This topic is not about discussing why this is necessary, or that there are other options like storage.

This topic is a question/discussion about how you can best disable an active and working grid-tied inverter, to turn it back on later.

First of all, several grid-tied inverter brands are controllable by software. This way you can limit power as much as you want.
Whenever that is possible, that is the best way by far. For example, SolarEdge is commonly used, and you can control them that way.

But, there are a lot of "dumb" grid-tied inverters. Especially for private homes, where there was never thought about the use case of "too much energy".

Every grid-tied inverter here on the market in Wester Europe can always be disabled by cutting of the AC/grid to the inverter. When the inverter doesn't see any grid AC voltage anymore, it immediatly stops working.
This is also used for maintenance.

However, I doubt that it is a good idea to cut the AC everytime the solar power is unwanted.
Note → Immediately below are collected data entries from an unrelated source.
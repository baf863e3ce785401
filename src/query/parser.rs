use super::lexer::tokenize;

#[derive(Debug, Clone, Copy, PartialEq, Eq)]
pub enum QueryKind {
    Select,
    Insert,
    Delete,
    Unknown,
}

/// `table.column` 참조. 점이 없으면 두 필드 모두 비어 있습니다.
#[derive(Debug, Clone, Default, PartialEq, Eq)]
pub struct ColumnRef {
    pub table: Box<str>,
    pub column: Box<str>,
}

#[derive(Debug, Clone, PartialEq, Eq)]
pub enum Operand {
    Literal(Box<str>),
    Column(ColumnRef),
}

#[derive(Debug, Clone, Copy, PartialEq, Eq)]
pub enum Connective {
    And,
    Or,
}

/// 등호 조건 하나. `op`가 `None`이면 입력에 `=`가 없었던 경우입니다.
#[derive(Debug, Clone, PartialEq, Eq)]
pub struct Condition {
    pub left: ColumnRef,
    pub op: Option<char>,
    pub right: Operand,
    // 다음 조건과 이어주는 연결자
    pub next: Option<Connective>,
}

#[derive(Debug, Clone, Default, PartialEq, Eq)]
pub struct Select {
    pub columns: Vec<ColumnRef>,
    pub tables: Vec<Box<str>>,
    pub filters: Vec<Condition>,
}

#[derive(Debug, Clone, Default, PartialEq, Eq)]
pub struct Insert {
    pub table: Box<str>,
    pub values: Vec<Box<str>>,
}

#[derive(Debug, Clone, Default, PartialEq, Eq)]
pub struct Delete {
    pub table: Box<str>,
    pub filters: Vec<Condition>,
}

#[derive(Debug, Clone, PartialEq, Eq)]
pub enum Stmt {
    Select(Select),
    Insert(Insert),
    Delete(Delete),
}

/// 첫 키워드로 쿼리 종류를 판별합니다. 대소문자는 구분하지 않습니다.
pub fn classify(src: &str) -> QueryKind {
    let upper = src.to_uppercase();
    if upper.starts_with("SELECT") {
        QueryKind::Select
    } else if upper.starts_with("INSERT") {
        QueryKind::Insert
    } else if upper.starts_with("DELETE") {
        QueryKind::Delete
    } else {
        QueryKind::Unknown
    }
}

/// 토큰 목록 위를 걷는 파서.
///
/// 구조 검증은 하지 않습니다. 토큰이 모자라면 해당 필드는 빈 값으로 남고,
/// 실행 단계에서 "일치하는 행 없음"이나 빈 프로젝션으로 이어집니다.
pub struct Parser {
    tokens: Vec<String>,
    pos: usize,
}

impl Parser {
    pub fn new(src: &str) -> Self {
        Parser {
            tokens: tokenize(src),
            pos: 0,
        }
    }

    pub fn parse(src: &str) -> Option<Stmt> {
        match classify(src) {
            QueryKind::Select => Some(Stmt::Select(Parser::new(src).select())),
            QueryKind::Insert => Some(Stmt::Insert(Parser::new(src).insert())),
            QueryKind::Delete => Some(Stmt::Delete(Parser::new(src).delete())),
            QueryKind::Unknown => None,
        }
    }

    fn curr(&self) -> Option<&str> {
        self.tokens.get(self.pos).map(String::as_str)
    }

    fn walk(&mut self) -> Option<String> {
        let token = self.tokens.get(self.pos).cloned();
        if token.is_some() {
            self.pos += 1;
        }
        token
    }

    fn is_keyword(&self, keyword: &str) -> bool {
        self.curr()
            .is_some_and(|token| token.eq_ignore_ascii_case(keyword))
    }

    fn skip_keyword(&mut self, keyword: &str) {
        if self.is_keyword(keyword) {
            self.pos += 1;
        }
    }

    fn skip_token(&mut self, token: &str) {
        if self.curr() == Some(token) {
            self.pos += 1;
        }
    }

    /// `SELECT t.a, u.b FROM t, u [WHERE ...]`
    pub fn select(mut self) -> Select {
        let mut query = Select::default();
        // SELECT
        self.walk();
        while let Some(token) = self.curr()
            && !self.is_keyword("FROM")
        {
            // 점이 없는 컬럼은 프로젝션에 들어가지 않습니다.
            if token != ","
                && let Some(column) = split_ref(token)
            {
                query.columns.push(column);
            }
            self.pos += 1;
        }
        self.skip_keyword("FROM");
        while let Some(token) = self.curr()
            && !self.is_keyword("WHERE")
        {
            if token != "," {
                query.tables.push(token.into());
            }
            self.pos += 1;
        }
        query.filters = self.filters();
        query
    }

    /// `INSERT INTO t VALUES ('a', 'b')`
    pub fn insert(mut self) -> Insert {
        let mut query = Insert::default();
        // INSERT
        self.walk();
        self.skip_keyword("INTO");
        if let Some(table) = self.walk() {
            query.table = table.into();
        }
        self.skip_keyword("VALUES");
        self.skip_token("(");
        while let Some(token) = self.curr()
            && token != ")"
        {
            if token != "," {
                query.values.push(strip_quotes(token).into());
            }
            self.pos += 1;
        }
        query
    }

    /// `DELETE FROM t [WHERE ...]`
    pub fn delete(mut self) -> Delete {
        let mut query = Delete::default();
        // DELETE
        self.walk();
        self.skip_keyword("FROM");
        if let Some(table) = self.walk() {
            query.table = table.into();
        }
        query.filters = self.filters();
        query
    }

    fn filters(&mut self) -> Vec<Condition> {
        let mut filters = Vec::new();
        if !self.is_keyword("WHERE") {
            return filters;
        }
        self.pos += 1;
        while self.curr().is_some() {
            let cond = self.condition();
            let more = cond.next.is_some();
            filters.push(cond);
            if !more {
                break;
            }
        }
        filters
    }

    fn condition(&mut self) -> Condition {
        let left = self
            .walk()
            .and_then(|token| split_ref(&token))
            .unwrap_or_default();
        let op = if self.curr() == Some("=") {
            self.pos += 1;
            Some('=')
        } else {
            None
        };
        let right = match self.walk() {
            Some(token) if token.starts_with('\'') => Operand::Literal(strip_quotes(&token).into()),
            Some(token) => Operand::Column(split_ref(&token).unwrap_or_default()),
            None => Operand::Column(ColumnRef::default()),
        };
        let next = if self.is_keyword("AND") {
            Some(Connective::And)
        } else if self.is_keyword("OR") {
            Some(Connective::Or)
        } else {
            None
        };
        if next.is_some() {
            self.pos += 1;
        }
        Condition {
            left,
            op,
            right,
            next,
        }
    }
}

// 첫 번째 점을 기준으로 나눕니다.
fn split_ref(token: &str) -> Option<ColumnRef> {
    let (table, column) = token.split_once('.')?;
    Some(ColumnRef {
        table: table.into(),
        column: column.into(),
    })
}

fn strip_quotes(token: &str) -> &str {
    let token = token.trim();
    if token.len() >= 2 && token.starts_with('\'') && token.ends_with('\'') {
        &token[1..token.len() - 1]
    } else {
        token
    }
}
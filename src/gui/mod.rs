use crate::executor::{Executor, QueryResult};
use eframe::{App, egui};
use egui::Color32;
use egui_extras;
use egui_extras::syntax_highlighting::CodeTheme;
use tokio::runtime::Runtime;

pub struct Application {
    rt: Runtime,
    exe: Executor,
    query: String,
    result: Option<QueryResult>,
}

impl App for Application {
    fn update(&mut self, ctx: &eframe::egui::Context, _frame: &mut eframe::Frame) {
        egui::SidePanel::left("schema").show(ctx, |ui| self.draw_schema(ui));
        egui::CentralPanel::default().show(ctx, |ui| {
            let max_rect = ui.max_rect();
            ui.horizontal(|ui| {
                ui.vertical(|ui| {
                    ui.set_width(max_rect.width() * 0.5);
                    self.draw_code_editor(max_rect.height() - 20., ui);
                    ui.button("Query!").clicked().then(|| {
                        // 한 줄에 쿼리 하나
                        let src = self.query.trim().trim_end_matches(';').to_string();
                        let result = self.rt.block_on(self.exe.run(&src));
                        self.result = Some(result);
                    });
                });
                ui.separator();
                ui.vertical(|ui| match &self.result {
                    None => {
                        ui.label("No results yet.");
                    }
                    Some(QueryResult::Rows(rows)) => {
                        ui.label(format!("{} row(s)", rows.len()));
                        egui::ScrollArea::both().show(ui, |ui| {
                            egui::Grid::new("rows").striped(true).show(ui, |ui| {
                                for row in rows {
                                    for cell in row {
                                        ui.monospace(cell);
                                    }
                                    ui.end_row();
                                }
                            });
                        });
                    }
                    Some(QueryResult::Inserted) => {
                        ui.colored_label(Color32::GREEN, "Row inserted successfully.");
                    }
                    Some(QueryResult::Deleted(count)) => {
                        ui.colored_label(Color32::GREEN, format!("{count} row(s) deleted."));
                    }
                    Some(QueryResult::Error(msg)) => {
                        ui.colored_label(Color32::RED, format!("Error: {}", msg));
                    }
                });
            });
        });
    }
}

impl Application {
    pub fn new(rt: Runtime, exe: Executor) -> Self {
        Self {
            rt,
            exe,
            query: String::new(),
            result: None,
        }
    }

    pub fn launch(self) -> eframe::Result {
        let options = eframe::NativeOptions::default();
        eframe::run_native("shardql", options, Box::new(|_cc| Ok(Box::new(self))))
    }

    fn draw_schema(&self, ui: &mut egui::Ui) {
        let schema = self.exe.schema();
        ui.heading(&schema.name);
        ui.label(format!("{} rows per shard", schema.tuples_limit));
        ui.small(self.exe.storage().root().display().to_string());
        ui.separator();
        for table in schema.structure.keys() {
            ui.collapsing(table, |ui| {
                ui.monospace(format!("{table}_pk"));
                for column in schema.columns(table).unwrap_or_default() {
                    ui.monospace(column);
                }
            });
        }
    }

    fn draw_code_editor(&mut self, height: f32, ui: &mut egui::Ui) {
        let mut layouter = |ui: &egui::Ui, buf: &dyn egui::TextBuffer, wrap_width: f32| {
            let mut layout_job = egui_extras::syntax_highlighting::highlight(
                ui.ctx(),
                ui.style(),
                &CodeTheme::dark(20.0),
                buf.as_str(),
                "SQL",
            );
            layout_job.wrap.max_width = wrap_width;
            ui.fonts_mut(|f| f.layout_job(layout_job))
        };
        egui::ScrollArea::vertical()
            .min_scrolled_height(height)
            .show(ui, |ui| {
                ui.take_available_height();
                let editor = egui::TextEdit::multiline(&mut self.query)
                    .font(egui::TextStyle::Monospace) // for cursor height
                    .code_editor()
                    .desired_rows(999)
                    .lock_focus(true)
                    .desired_width(f32::INFINITY)
                    .layouter(&mut layouter);
                ui.add(editor);
            });
    }
}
The inverter is for example producing 2000W on the AC side and suddenly you cut the AC. I assume you would seriously decrease the life expectancy of the inverter if you do that a 100 times a year.
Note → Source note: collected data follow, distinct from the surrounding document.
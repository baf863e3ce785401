//! 샤드 파일의 행 인코딩. 쉼표로만 나누며 따옴표/이스케이프는 없습니다.

pub type Row = Vec<String>;

/// 한 줄을 셀로 나눕니다. 빈 줄은 셀이 없고, 끝의 빈 셀도 그대로 남깁니다.
pub fn parse_line(line: &str) -> Row {
    if line.is_empty() {
        return Row::new();
    }
    line.split(',').map(str::to_string).collect()
}

pub fn format_row<S: AsRef<str>>(row: &[S]) -> String {
    let mut out = row
        .iter()
        .map(AsRef::as_ref)
        .collect::<Vec<_>>()
        .join(",");
    out.push('\n');
    out
}

/// 첫 줄(헤더)만 읽습니다.
pub fn parse_header(text: &str) -> Row {
    text.split('\n').next().map(parse_line).unwrap_or_default()
}

/// 헤더를 건너뛰고 비어 있지 않은 데이터 줄을 읽습니다.
pub fn parse_rows(text: &str) -> Vec<Row> {
    text.split('\n')
        .skip(1)
        .filter(|line| !line.is_empty())
        .map(parse_line)
        .collect()
}

pub fn count_rows(text: &str) -> usize {
    text.split('\n')
        .skip(1)
        .filter(|line| !line.is_empty())
        .count()
}

#[cfg(test)]
mod test {
    use super::*;

    #[test]
    fn test_parse_line() {
        assert_eq!(parse_line("1,Alice,30"), vec!["1", "Alice", "30"]);
        assert_eq!(parse_line("1,,30"), vec!["1", "", "30"]);
        assert_eq!(parse_line("1,Alice,"), vec!["1", "Alice", ""]);
        assert_eq!(parse_line(",,"), vec!["", "", ""]);
        assert!(parse_line("").is_empty());
    }

    #[test]
    fn test_format_row() {
        assert_eq!(format_row(&["users_pk", "name"]), "users_pk,name\n");
        assert_eq!(format_row(&[String::from("7")]), "7\n");
    }

    #[test]
    fn test_rows_skip_header_and_blank_lines() {
        let text = "t_pk,a\n1,x\n\n2,y\n";
        assert_eq!(parse_header(text), vec!["t_pk", "a"]);
        assert_eq!(parse_rows(text), vec![vec!["1", "x"], vec!["2", "y"]]);
        assert_eq!(count_rows(text), 2);
    }

    #[test]
    fn test_empty_last_cell_survives_rewrite() {
        let text = "t_pk,a,b\n1,x,\n";
        let rows = parse_rows(text);
        assert_eq!(rows, vec![vec!["1", "x", ""]]);
        let mut out = format_row(&parse_header(text));
        for row in &rows {
            out.push_str(&format_row(row));
        }
        assert_eq!(out, text);
    }

    #[test]
    fn test_header_only() {
        assert_eq!(count_rows("t_pk,a\n"), 0);
        assert!(parse_rows("t_pk,a\n").is_empty());
        assert!(parse_header("").is_empty());
    }
}
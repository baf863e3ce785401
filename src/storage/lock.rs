//! 테이블 단위 쓰기 잠금.
//!
//! 잠금은 재진입이 없는 불리언 하나입니다. 이미 잠겨 있으면 기다리지 않고
//! 바로 `false`를 돌려주며, 재시도는 호출자가 결정합니다.

use std::future::Future;

use tokio::io::AsyncWriteExt;
use tokio::{fs, io};
use tracing::debug;

use super::TableDir;

pub trait LockProvider {
    /// 잠금을 얻으면 `true`, 이미 잠겨 있으면 `false`.
    fn try_acquire(&self, table: &TableDir) -> impl Future<Output = io::Result<bool>>;

    fn release(&self, table: &TableDir) -> impl Future<Output = io::Result<()>>;
}

/// `<table>_lock` 파일이 있으면 잠긴 상태입니다. 내용은 의미가 없습니다.
///
/// 파일은 `create_new`로 만들기 때문에 확인과 생성이 한 번의 원자적 연산입니다.
#[derive(Debug, Clone, Copy, Default)]
pub struct MarkerFileLock;

impl LockProvider for MarkerFileLock {
    async fn try_acquire(&self, table: &TableDir) -> io::Result<bool> {
        let path = table.lock_path();
        let mut file = match fs::OpenOptions::new()
            .write(true)
            .create_new(true)
            .open(&path)
            .await
        {
            Ok(file) => file,
            Err(e) if e.kind() == io::ErrorKind::AlreadyExists => return Ok(false),
            Err(e) => return Err(e),
        };
        if let Err(e) = file.write_all(b"locked").await {
            drop(file);
            let _ = fs::remove_file(&path).await;
            return Err(e);
        }
        debug!(table = %table.name, "lock acquired");
        Ok(true)
    }

    async fn release(&self, table: &TableDir) -> io::Result<()> {
        match fs::remove_file(table.lock_path()).await {
            Ok(()) => {
                debug!(table = %table.name, "lock released");
                Ok(())
            }
            Err(e) if e.kind() == io::ErrorKind::NotFound => Ok(()),
            Err(e) => Err(e),
        }
    }
}
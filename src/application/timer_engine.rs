//! Pomodoro state machine.
//!
//! The engine is synchronous and owns no clock: callers drive it with one
//! `tick()` per elapsed second. A phase of d seconds completes on its d-th
//! tick; a countdown restored at zero completes on the next tick.

use crate::domain::models::{Phase, Settings, TimerState};
use chrono::{DateTime, Utc};
use serde::Serialize;

#[derive(Debug, Clone, Copy, PartialEq, Eq, Serialize)]
#[serde(tag = "type", rename_all = "snake_case")]
pub enum TimerEvent {
    /// Carries the configured work duration, never the elapsed time.
    FocusCompleted { duration_minutes: u32 },
    BreakCompleted { long_break: bool },
}

#[derive(Debug, Clone, PartialEq, Eq)]
pub struct TimerEngine {
    settings: Settings,
    phase: Phase,
    time_left: u32,
    session_count: u32,
    running: bool,
}

impl TimerEngine {
    pub fn new(settings: Settings) -> Self {
        let time_left = settings.phase_seconds(Phase::Focus);
        Self {
            settings,
            phase: Phase::Focus,
            time_left,
            session_count: 0,
            running: false,
        }
    }

    /// Rebuilds an engine from a persisted snapshot. The countdown is clamped
    /// into the phase range and the engine is always paused.
    pub fn restore(settings: Settings, state: &TimerState) -> Self {
        let phase = state.phase();
        let time_left = state.time_left.min(settings.phase_seconds(phase));
        Self {
            settings,
            phase,
            time_left,
            session_count: state.session_count,
            running: false,
        }
    }

    pub fn settings(&self) -> &Settings {
        &self.settings
    }

    pub fn phase(&self) -> Phase {
        self.phase
    }

    pub fn time_left(&self) -> u32 {
        self.time_left
    }

    pub fn session_count(&self) -> u32 {
        self.session_count
    }

    pub fn is_running(&self) -> bool {
        self.running
    }

    pub fn start(&mut self) -> bool {
        let changed = !self.running;
        self.running = true;
        changed
    }

    pub fn pause(&mut self) -> bool {
        let changed = self.running;
        self.running = false;
        changed
    }

    pub fn toggle(&mut self) -> bool {
        self.running = !self.running;
        self.running
    }

    pub fn reset(&mut self) {
        self.time_left = self.settings.phase_seconds(self.phase);
        self.running = false;
    }

    pub fn tick(&mut self) -> Option<TimerEvent> {
        if !self.running {
            return None;
        }
        if self.time_left > 0 {
            self.time_left -= 1;
        }
        if self.time_left == 0 {
            return Some(self.complete_phase(true));
        }
        None
    }

    /// Completes the current phase immediately. Always leaves the engine paused.
    pub fn skip(&mut self) -> TimerEvent {
        self.complete_phase(false)
    }

    /// A paused engine restarts the current phase at its new length. A running
    /// countdown keeps its remaining time unless that exceeds the new length,
    /// in which case it is clamped to it.
    pub fn apply_settings(&mut self, settings: Settings) {
        self.settings = settings;
        let limit = self.settings.phase_seconds(self.phase);
        if self.running {
            self.time_left = self.time_left.min(limit);
        } else {
            self.time_left = limit;
        }
    }

    pub fn snapshot(&self, now: DateTime<Utc>) -> TimerState {
        TimerState {
            time_left: self.time_left,
            is_break: self.phase.is_break(),
            is_long_break: self.phase.is_long_break(),
            session_count: self.session_count,
            updated_at: now,
        }
    }

    fn complete_phase(&mut self, natural: bool) -> TimerEvent {
        let (next_phase, event, auto_start) = match self.phase {
            Phase::Focus => {
                self.session_count = self.session_count.saturating_add(1);
                let cycle = self.settings.sessions_before_long_break.max(1);
                let next_phase = if self.session_count % cycle == 0 {
                    Phase::LongBreak
                } else {
                    Phase::ShortBreak
                };
                let event = TimerEvent::FocusCompleted {
                    duration_minutes: self.settings.work_duration,
                };
                (next_phase, event, self.settings.auto_start_breaks)
            }
            Phase::ShortBreak | Phase::LongBreak => {
                let event = TimerEvent::BreakCompleted {
                    long_break: self.phase.is_long_break(),
                };
                (Phase::Focus, event, self.settings.auto_start_pomodoros)
            }
        };

        self.phase = next_phase;
        self.time_left = self.settings.phase_seconds(next_phase);
        self.running = natural && auto_start;
        event
    }
}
To me it would seem safer to cut off the DC side (which would require high voltage DC contactors, but it can be done). This would offer a universal way to disconnect the inverter, regardless of what brand it is.
But the question remains, wouldn't you increase wear this way as well? So it is producing some power, and you cut of the source. It might be better than cutting the AC voltage. Perhaps an easy way to power down the flow coming from the solar panels. Which would require a lot more complicated solution. That would be a soft start/end to the power coming in over DC.

Cutting the AC or DC power will both stop the inverter from working. But what would be a solution that doesn't decrease the lifetime of the inverter?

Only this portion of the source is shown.